impl ChatController {
    pub fn new(
        config: ChatConfig,
        backend: Arc<dyn AssistantBackend>,
        credentials: Arc<dyn CredentialProvider>,
    ) -> Self {
        let attachment_pipeline =
            AttachmentPipeline::new(backend.clone(), credentials.clone(), config.max_attachment_bytes);
        let animator = PhaseAnimator::new(config.phase_duration());
        let (snapshots, _) = watch::channel(ChatSnapshot::default());
        Self {
            inner: Arc::new(ControllerInner {
                config,
                backend,
                credentials,
                attachment_pipeline,
                animator,
                state: Mutex::new(ChatState::default()),
                snapshots,
            }),
        }
    }

    /// Controller talking to the configured HTTP service.
    pub fn from_config(config: &ExploreConfig, credentials: Arc<dyn CredentialProvider>) -> ExploreResult<Self> {
        let backend = Arc::new(HttpAssistantBackend::new(&config.api)?);
        Ok(Self::new(config.chat.clone(), backend, credentials))
    }

    pub fn backend(&self) -> Arc<dyn AssistantBackend> {
        self.inner.backend.clone()
    }

    pub fn snapshot(&self) -> ChatSnapshot {
        self.inner.snapshots.borrow().clone()
    }

    /// Receives a fresh snapshot after every state change.
    pub fn subscribe(&self) -> watch::Receiver<ChatSnapshot> {
        self.inner.snapshots.subscribe()
    }

    pub fn phase(&self) -> Phase {
        self.inner.snapshots.borrow().phase
    }

    pub fn is_loading(&self) -> bool {
        self.phase().is_loading()
    }

    /// Sends `query` with the pending attachments. Blank queries and calls made
    /// while a reply is still awaited are ignored.
    pub async fn send_message(&self, query: &str) -> ExploreResult<()> {
        if query.trim().is_empty() {
            return Ok(());
        }

        let plan = self.inner.mutate(|state| -> ExploreResult<Option<RequestPlan>> {
            if state.phase.is_loading() || state.awaiting_reply() {
                debug!("Ignoring send while a request is loading");
                return Ok(None);
            }

            let attachments = state.attachments.take_pending();
            let turn = Turn::user(query, attachments.clone());
            let handle = state.begin_request(turn.id.clone());
            let context = state.history.context_before(state.history.len());
            state.history.append(turn)?;
            Ok(Some(RequestPlan {
                handle,
                query: query.to_string(),
                context,
                attachments,
                replaces_after: None,
            }))
        })?;

        if let Some(plan) = plan {
            self.run_request(plan).await;
        }
        Ok(())
    }

    /// Rewrites a past user turn, drops everything after it and asks again.
    pub async fn edit_and_resend(&self, turn_id: &TurnId, new_content: &str) -> ExploreResult<()> {
        if new_content.trim().is_empty() {
            return Err(ExploreError::validation("Edited message must not be empty"));
        }

        let plan = self.inner.mutate(|state| -> ExploreResult<RequestPlan> {
            let turn = state
                .history
                .get(turn_id)
                .ok_or_else(|| ExploreError::NotFound(format!("Turn not found: {}", turn_id)))?;
            if !turn.is_user() {
                return Err(ExploreError::validation(format!(
                    "Only user turns can be edited: {}",
                    turn_id
                )));
            }

            let handle = state.begin_request(turn_id.clone());
            let mut edited = state.history.truncate_from(turn_id)?;
            edited.content = new_content.to_string();
            let attachments = edited.attachments().to_vec();
            let context = state.history.context_before(state.history.len());
            state.history.append(edited)?;
            info!(
                "Edited turn, history truncated: turn_id={}, history_len={}",
                turn_id,
                state.history.len()
            );
            Ok(RequestPlan {
                handle,
                query: new_content.to_string(),
                context,
                attachments,
                replaces_after: None,
            })
        })?;

        self.run_request(plan).await;
        Ok(())
    }

    /// Asks the last user turn again. The previous reply stays in history until
    /// the new one lands, so a failed or cancelled regeneration loses nothing.
    pub async fn regenerate_response(&self) -> ExploreResult<()> {
        let plan = self.inner.mutate(|state| -> Option<RequestPlan> {
            let Some(user_turn) = state
                .history
                .last_user_index()
                .map(|index| state.history.snapshot()[index].clone())
            else {
                debug!("Nothing to regenerate");
                return None;
            };

            let handle = state.begin_request(user_turn.id.clone());
            // Settling a half-revealed reply may have shifted indices.
            let user_index = state.history.index_of(&user_turn.id)?;
            let context = state.history.context_before(user_index);
            Some(RequestPlan {
                handle,
                query: user_turn.content.clone(),
                context,
                attachments: user_turn.attachments().to_vec(),
                replaces_after: Some(user_turn.id),
            })
        });

        if let Some(plan) = plan {
            self.run_request(plan).await;
        }
        Ok(())
    }

    /// Idempotent.
    pub fn cancel_request(&self) {
        self.inner.mutate(|state| {
            state.cancel_active();
            if state.phase != Phase::Error {
                state.set_phase(Phase::Idle);
            }
        });
    }

    /// Idempotent.
    pub fn clear_chat(&self) {
        self.inner.mutate(|state| {
            state.cancel_active();
            state.history.clear();
            state.attachments.clear();
            state.error = None;
            state.set_phase(Phase::Idle);
        });
        info!("Chat cleared");
    }

    /// Extracts `upload` and adds it to the next outgoing turn.
    ///
    /// Failures are recorded against the file only; the chat phase is untouched.
    pub async fn add_attachment(&self, upload: AttachmentUpload) -> ExploreResult<AttachmentRef> {
        let filename = upload.filename.clone();
        let pipeline = &self.inner.attachment_pipeline;

        if let Err(e) = pipeline.precheck(&upload) {
            if !filename.trim().is_empty() {
                self.inner
                    .mutate(|state| state.attachments.record_error(&filename, e.user_message()));
            }
            return Err(e);
        }

        self.inner.mutate(|state| state.attachments.begin(&filename));
        match pipeline.extract(upload).await {
            Ok(attachment) => {
                let landed = self
                    .inner
                    .mutate(|state| state.attachments.complete(attachment.clone()));
                if landed {
                    debug!(
                        "Attachment ready: filename={}, kind={}, chars={}",
                        attachment.filename,
                        attachment.kind.as_str(),
                        attachment.extracted_text.chars().count()
                    );
                    Ok(attachment)
                } else {
                    debug!("Attachment removed during extraction: filename={}", filename);
                    Err(ExploreError::Cancelled)
                }
            }
            Err(e) => {
                warn!("Attachment extraction failed: filename={}, error={}", filename, e);
                self.inner
                    .mutate(|state| state.attachments.fail(&filename, e.user_message()));
                Err(e)
            }
        }
    }

    /// Drops a pending attachment. Turns already sent keep their copy.
    pub fn remove_attachment(&self, filename: &str) -> bool {
        self.inner.mutate(|state| state.attachments.remove(filename))
    }

    async fn run_request(&self, plan: RequestPlan) {
        let RequestPlan {
            handle,
            query,
            context,
            attachments,
            replaces_after,
        } = plan;
        let inner = &self.inner;
        info!(
            "Chat request started: request_id={}, turn_id={}, history_len={}, attachments={}",
            handle.id(),
            handle.origin_turn_id(),
            context.len(),
            attachments.len()
        );

        // Missing credentials fail before anything goes on the wire.
        let bearer_token = match inner.credentials.bearer_token().await {
            Ok(token) => token,
            Err(e) => {
                self.fail_request(&handle, e);
                return;
            }
        };
        if handle.is_cancelled() {
            debug!("Chat request cancelled before dispatch: request_id={}", handle.id());
            return;
        }

        let request = ChatRequest {
            query,
            history: context,
            attachments: attachments.iter().map(AttachmentRef::to_wire).collect(),
            include_sources: inner.config.include_sources,
            model_preference: inner.config.model_preference,
        };

        let cancel = handle.token();
        let (animation, response) = tokio::join!(
            inner.animator.run(cancel, |phase| {
                inner.mutate_if_active(&handle, |state| state.set_phase(phase));
            }),
            inner.backend.send_chat(&request, &bearer_token, cancel),
        );

        if animation == AnimationOutcome::Cancelled || handle.is_cancelled() {
            debug!("Chat request ended by cancellation: request_id={}", handle.id());
            return;
        }

        let response = match response {
            Ok(response) => response,
            Err(e) if e.is_cancelled() => return,
            Err(e) => {
                self.fail_request(&handle, e);
                return;
            }
        };

        let sources = response.sources.into_iter().map(SourceRef::from).collect();
        let reply = Turn::assistant(response.answer, sources, response.timestamp);
        let reply_id = reply.id.clone();
        let revealer = StreamRevealer::new(reply_id.clone(), reply.content.clone(), inner.config.reveal_cadence());

        let appended = inner.mutate_if_active(&handle, |state| -> ExploreResult<()> {
            if let Some(user_turn_id) = &replaces_after {
                state.history.truncate_after(user_turn_id)?;
            }
            state.history.append(reply)?;
            state.set_phase(Phase::Complete);
            if let Some(active) = state.active.as_mut() {
                active.stage = RequestStage::Revealing;
            }
            Ok(())
        });
        match appended {
            Some(Ok(())) => {}
            Some(Err(e)) => {
                self.fail_request(&handle, e);
                return;
            }
            None => return,
        }

        let outcome = revealer
            .run(cancel, |visible, done| {
                inner.mutate_if_active(&handle, |state| {
                    let patch = TurnPatch::Visible {
                        visible_content: visible.to_string(),
                        is_revealing: !done,
                    };
                    if let Err(e) = state.history.replace_turn(&reply_id, patch) {
                        warn!("Failed to update reveal: turn_id={}, error={}", reply_id, e);
                    }
                    if done {
                        state.active = None;
                        state.set_phase(Phase::Idle);
                    }
                });
            })
            .await;

        match outcome {
            RevealOutcome::Finished => {
                info!("Chat request completed: request_id={}, turn_id={}", handle.id(), reply_id);
            }
            RevealOutcome::Cancelled { revealed_chars } => {
                debug!(
                    "Reveal stopped by cancellation: request_id={}, revealed_chars={}",
                    handle.id(),
                    revealed_chars
                );
            }
        }
    }

    /// Surfaces a failure as the error phase and arms the error auto-reset.
    fn fail_request(&self, handle: &RequestHandle, error: ExploreError) {
        if error.is_transport_class() {
            warn!("Chat request failed: request_id={}, error={}", handle.id(), error);
        } else {
            error!("Chat request failed on local state: request_id={}, error={}", handle.id(), error);
        }
        let message = error.user_message();
        let armed = self.inner.mutate_if_active(handle, |state| {
            state.active = None;
            state.error = Some(message);
            state.set_phase(Phase::Error);
            state.phase_epoch
        });

        let Some(epoch) = armed else {
            return;
        };
        let inner = self.inner.clone();
        let delay = inner.config.error_reset_delay();
        tokio::spawn(async move {
            tokio::time::sleep(delay).await;
            inner.mutate(|state| {
                if state.phase == Phase::Error && state.phase_epoch == epoch {
                    state.set_phase(Phase::Idle);
                }
            });
        });
    }
}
§ §
### AIM OF THE EXERCISE
Go through the material and copy every line in which the word "armed" occurs.

### EXPECTED OUTPUT
        let armed = self.inner.mutate_if_active(handle, |state| {
        let Some(epoch) = armed else {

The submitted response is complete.